**INSTRUCTIONS FOR THE TASK:** Throughout the entries below, report every line where "constraint" is found.

**RECORDS FOR THE TASK:**
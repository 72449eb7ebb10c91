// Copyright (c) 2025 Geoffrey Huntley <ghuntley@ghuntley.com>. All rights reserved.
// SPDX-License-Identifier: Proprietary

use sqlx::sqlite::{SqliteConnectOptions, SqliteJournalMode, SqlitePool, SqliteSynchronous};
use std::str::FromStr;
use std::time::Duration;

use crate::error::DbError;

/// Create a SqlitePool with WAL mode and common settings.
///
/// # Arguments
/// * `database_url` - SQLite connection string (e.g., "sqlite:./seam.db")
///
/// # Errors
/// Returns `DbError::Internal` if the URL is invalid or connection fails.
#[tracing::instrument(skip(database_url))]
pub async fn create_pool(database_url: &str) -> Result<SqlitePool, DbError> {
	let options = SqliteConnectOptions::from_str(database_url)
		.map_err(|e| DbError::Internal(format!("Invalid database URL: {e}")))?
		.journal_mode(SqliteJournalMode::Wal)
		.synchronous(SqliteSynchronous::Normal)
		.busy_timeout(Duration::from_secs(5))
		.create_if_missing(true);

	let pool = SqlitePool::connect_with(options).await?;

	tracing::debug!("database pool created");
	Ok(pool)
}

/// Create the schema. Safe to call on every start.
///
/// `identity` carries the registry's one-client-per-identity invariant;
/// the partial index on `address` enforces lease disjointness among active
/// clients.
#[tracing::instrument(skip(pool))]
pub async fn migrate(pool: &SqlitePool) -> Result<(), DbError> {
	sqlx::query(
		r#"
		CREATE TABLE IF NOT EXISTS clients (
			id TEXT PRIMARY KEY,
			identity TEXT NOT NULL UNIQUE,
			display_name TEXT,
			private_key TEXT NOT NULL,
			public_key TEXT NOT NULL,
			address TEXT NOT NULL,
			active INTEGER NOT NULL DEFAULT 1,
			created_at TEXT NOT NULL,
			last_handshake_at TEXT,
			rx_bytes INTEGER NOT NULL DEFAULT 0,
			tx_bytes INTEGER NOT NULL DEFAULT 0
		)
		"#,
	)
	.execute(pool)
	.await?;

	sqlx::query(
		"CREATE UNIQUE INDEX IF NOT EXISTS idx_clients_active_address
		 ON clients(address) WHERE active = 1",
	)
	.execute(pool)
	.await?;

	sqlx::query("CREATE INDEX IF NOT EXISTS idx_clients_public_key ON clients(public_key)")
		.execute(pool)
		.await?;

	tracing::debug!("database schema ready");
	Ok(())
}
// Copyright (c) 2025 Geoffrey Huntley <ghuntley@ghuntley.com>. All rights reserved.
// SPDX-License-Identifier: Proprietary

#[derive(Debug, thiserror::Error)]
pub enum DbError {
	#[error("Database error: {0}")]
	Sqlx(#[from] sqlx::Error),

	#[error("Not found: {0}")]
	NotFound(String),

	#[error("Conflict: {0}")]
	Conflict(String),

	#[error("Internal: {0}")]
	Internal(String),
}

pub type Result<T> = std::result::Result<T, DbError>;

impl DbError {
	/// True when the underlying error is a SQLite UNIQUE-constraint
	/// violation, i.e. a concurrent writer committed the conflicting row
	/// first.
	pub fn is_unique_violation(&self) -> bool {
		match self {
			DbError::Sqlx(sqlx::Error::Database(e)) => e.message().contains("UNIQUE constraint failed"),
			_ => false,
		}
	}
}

**SOLUTION TO THE PROBLEM:**
	/// True when the underlying error is a SQLite UNIQUE-constraint
			DbError::Sqlx(sqlx::Error::Database(e)) => e.message().contains("UNIQUE constraint failed"),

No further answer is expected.